Task instructions>
Output the data below in full, byte for byte. Nothing may differ.

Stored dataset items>
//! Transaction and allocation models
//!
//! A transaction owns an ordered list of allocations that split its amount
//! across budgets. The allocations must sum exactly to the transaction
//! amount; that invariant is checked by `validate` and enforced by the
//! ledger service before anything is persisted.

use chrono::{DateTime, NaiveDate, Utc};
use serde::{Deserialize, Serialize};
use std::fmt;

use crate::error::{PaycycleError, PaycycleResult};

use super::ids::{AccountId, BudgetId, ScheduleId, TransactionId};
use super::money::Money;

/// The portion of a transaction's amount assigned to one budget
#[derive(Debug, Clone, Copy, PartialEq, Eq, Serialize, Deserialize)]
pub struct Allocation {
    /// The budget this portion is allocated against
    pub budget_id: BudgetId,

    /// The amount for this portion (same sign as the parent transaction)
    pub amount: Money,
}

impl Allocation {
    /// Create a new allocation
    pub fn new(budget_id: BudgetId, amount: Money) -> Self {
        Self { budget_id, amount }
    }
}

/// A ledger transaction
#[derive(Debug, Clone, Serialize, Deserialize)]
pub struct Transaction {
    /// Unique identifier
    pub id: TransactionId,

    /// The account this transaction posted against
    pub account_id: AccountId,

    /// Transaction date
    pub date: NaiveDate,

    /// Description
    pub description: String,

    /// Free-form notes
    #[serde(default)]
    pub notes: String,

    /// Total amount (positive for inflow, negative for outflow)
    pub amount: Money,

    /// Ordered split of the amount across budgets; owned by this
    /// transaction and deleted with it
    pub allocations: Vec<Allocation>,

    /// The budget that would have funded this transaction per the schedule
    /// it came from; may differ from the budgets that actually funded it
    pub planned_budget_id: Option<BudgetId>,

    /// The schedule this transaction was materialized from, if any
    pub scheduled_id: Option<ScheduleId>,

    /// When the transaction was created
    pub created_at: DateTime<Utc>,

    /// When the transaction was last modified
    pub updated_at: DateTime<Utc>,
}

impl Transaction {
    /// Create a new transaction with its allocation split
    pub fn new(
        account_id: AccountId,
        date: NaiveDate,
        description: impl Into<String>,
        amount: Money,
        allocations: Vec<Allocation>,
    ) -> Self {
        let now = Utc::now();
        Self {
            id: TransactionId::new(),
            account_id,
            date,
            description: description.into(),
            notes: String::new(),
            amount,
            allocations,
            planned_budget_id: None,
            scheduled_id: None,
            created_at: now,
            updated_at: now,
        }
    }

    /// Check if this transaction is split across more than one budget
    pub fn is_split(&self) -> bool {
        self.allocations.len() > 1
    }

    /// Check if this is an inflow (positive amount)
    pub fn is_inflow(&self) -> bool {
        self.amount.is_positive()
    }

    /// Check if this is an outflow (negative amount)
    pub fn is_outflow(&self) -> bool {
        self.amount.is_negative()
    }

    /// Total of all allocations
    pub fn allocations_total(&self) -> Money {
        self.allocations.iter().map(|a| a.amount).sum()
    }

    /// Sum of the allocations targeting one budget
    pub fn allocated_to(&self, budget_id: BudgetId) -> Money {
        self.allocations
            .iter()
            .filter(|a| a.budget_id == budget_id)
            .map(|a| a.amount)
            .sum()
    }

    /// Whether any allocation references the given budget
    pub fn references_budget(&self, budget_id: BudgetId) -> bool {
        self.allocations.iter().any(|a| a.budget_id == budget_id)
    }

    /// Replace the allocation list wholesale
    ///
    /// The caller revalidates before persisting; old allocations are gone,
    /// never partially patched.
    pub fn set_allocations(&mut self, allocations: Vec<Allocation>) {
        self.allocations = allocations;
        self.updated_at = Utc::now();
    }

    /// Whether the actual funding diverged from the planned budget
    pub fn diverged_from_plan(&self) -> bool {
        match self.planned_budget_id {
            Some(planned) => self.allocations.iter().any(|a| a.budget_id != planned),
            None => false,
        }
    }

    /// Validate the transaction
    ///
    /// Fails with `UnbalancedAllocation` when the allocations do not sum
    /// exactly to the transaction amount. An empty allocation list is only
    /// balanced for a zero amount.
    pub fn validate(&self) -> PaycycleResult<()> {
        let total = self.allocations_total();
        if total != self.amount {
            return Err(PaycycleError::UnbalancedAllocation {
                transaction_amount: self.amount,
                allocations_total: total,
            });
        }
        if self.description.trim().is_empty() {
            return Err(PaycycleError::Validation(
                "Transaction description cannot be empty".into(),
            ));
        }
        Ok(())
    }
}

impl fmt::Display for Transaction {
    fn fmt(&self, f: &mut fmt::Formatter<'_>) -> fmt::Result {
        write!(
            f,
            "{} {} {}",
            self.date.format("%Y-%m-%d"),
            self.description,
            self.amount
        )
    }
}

Written answer>
//! Transaction and allocation models
//!
//! A transaction owns an ordered list of allocations that split its amount
//! across budgets. The allocations must sum exactly to the transaction
//! amount; that invariant is checked by `validate` and enforced by the
//! ledger service before anything is persisted.

use chrono::{DateTime, NaiveDate, Utc};
use serde::{Deserialize, Serialize};
use std::fmt;

use crate::error::{PaycycleError, PaycycleResult};

use super::ids::{AccountId, BudgetId, ScheduleId, TransactionId};
use super::money::Money;

/// The portion of a transaction's amount assigned to one budget
#[derive(Debug, Clone, Copy, PartialEq, Eq, Serialize, Deserialize)]
pub struct Allocation {
    /// The budget this portion is allocated against
    pub budget_id: BudgetId,

    /// The amount for this portion (same sign as the parent transaction)
    pub amount: Money,
}

impl Allocation {
    /// Create a new allocation
    pub fn new(budget_id: BudgetId, amount: Money) -> Self {
        Self { budget_id, amount }
    }
}

/// A ledger transaction
#[derive(Debug, Clone, Serialize, Deserialize)]
pub struct Transaction {
    /// Unique identifier
    pub id: TransactionId,

    /// The account this transaction posted against
    pub account_id: AccountId,

    /// Transaction date
    pub date: NaiveDate,

    /// Description
    pub description: String,

    /// Free-form notes
    #[serde(default)]
    pub notes: String,

    /// Total amount (positive for inflow, negative for outflow)
    pub amount: Money,

    /// Ordered split of the amount across budgets; owned by this
    /// transaction and deleted with it
    pub allocations: Vec<Allocation>,

    /// The budget that would have funded this transaction per the schedule
    /// it came from; may differ from the budgets that actually funded it
    pub planned_budget_id: Option<BudgetId>,

    /// The schedule this transaction was materialized from, if any
    pub scheduled_id: Option<ScheduleId>,

    /// When the transaction was created
    pub created_at: DateTime<Utc>,

    /// When the transaction was last modified
    pub updated_at: DateTime<Utc>,
}

impl Transaction {
    /// Create a new transaction with its allocation split
    pub fn new(
        account_id: AccountId,
        date: NaiveDate,
        description: impl Into<String>,
        amount: Money,
        allocations: Vec<Allocation>,
    ) -> Self {
        let now = Utc::now();
        Self {
            id: TransactionId::new(),
            account_id,
            date,
            description: description.into(),
            notes: String::new(),
            amount,
            allocations,
            planned_budget_id: None,
            scheduled_id: None,
            created_at: now,
            updated_at: now,
        }
    }

    /// Check if this transaction is split across more than one budget
    pub fn is_split(&self) -> bool {
        self.allocations.len() > 1
    }

    /// Check if this is an inflow (positive amount)
    pub fn is_inflow(&self) -> bool {
        self.amount.is_positive()
    }

    /// Check if this is an outflow (negative amount)
    pub fn is_outflow(&self) -> bool {
        self.amount.is_negative()
    }

    /// Total of all allocations
    pub fn allocations_total(&self) -> Money {
        self.allocations.iter().map(|a| a.amount).sum()
    }

    /// Sum of the allocations targeting one budget
    pub fn allocated_to(&self, budget_id: BudgetId) -> Money {
        self.allocations
            .iter()
            .filter(|a| a.budget_id == budget_id)
            .map(|a| a.amount)
            .sum()
    }

    /// Whether any allocation references the given budget
    pub fn references_budget(&self, budget_id: BudgetId) -> bool {
        self.allocations.iter().any(|a| a.budget_id == budget_id)
    }

    /// Replace the allocation list wholesale
    ///
    /// The caller revalidates before persisting; old allocations are gone,
    /// never partially patched.
    pub fn set_allocations(&mut self, allocations: Vec<Allocation>) {
        self.allocations = allocations;
        self.updated_at = Utc::now();
    }

    /// Whether the actual funding diverged from the planned budget
    pub fn diverged_from_plan(&self) -> bool {
        match self.planned_budget_id {
            Some(planned) => self.allocations.iter().any(|a| a.budget_id != planned),
            None => false,
        }
    }

    /// Validate the transaction
    ///
    /// Fails with `UnbalancedAllocation` when the allocations do not sum
    /// exactly to the transaction amount. An empty allocation list is only
    /// balanced for a zero amount.
    pub fn validate(&self) -> PaycycleResult<()> {
        let total = self.allocations_total();
        if total != self.amount {
            return Err(PaycycleError::UnbalancedAllocation {
                transaction_amount: self.amount,
                allocations_total: total,
            });
        }
        if self.description.trim().is_empty() {
            return Err(PaycycleError::Validation(
                "Transaction description cannot be empty".into(),
            ));
        }
        Ok(())
    }
}

impl fmt::Display for Transaction {
    fn fmt(&self, f: &mut fmt::Formatter<'_>) -> fmt::Result {
        write!(
            f,
            "{} {} {}",
            self.date.format("%Y-%m-%d"),
            self.description,
            self.amount
        )
    }
}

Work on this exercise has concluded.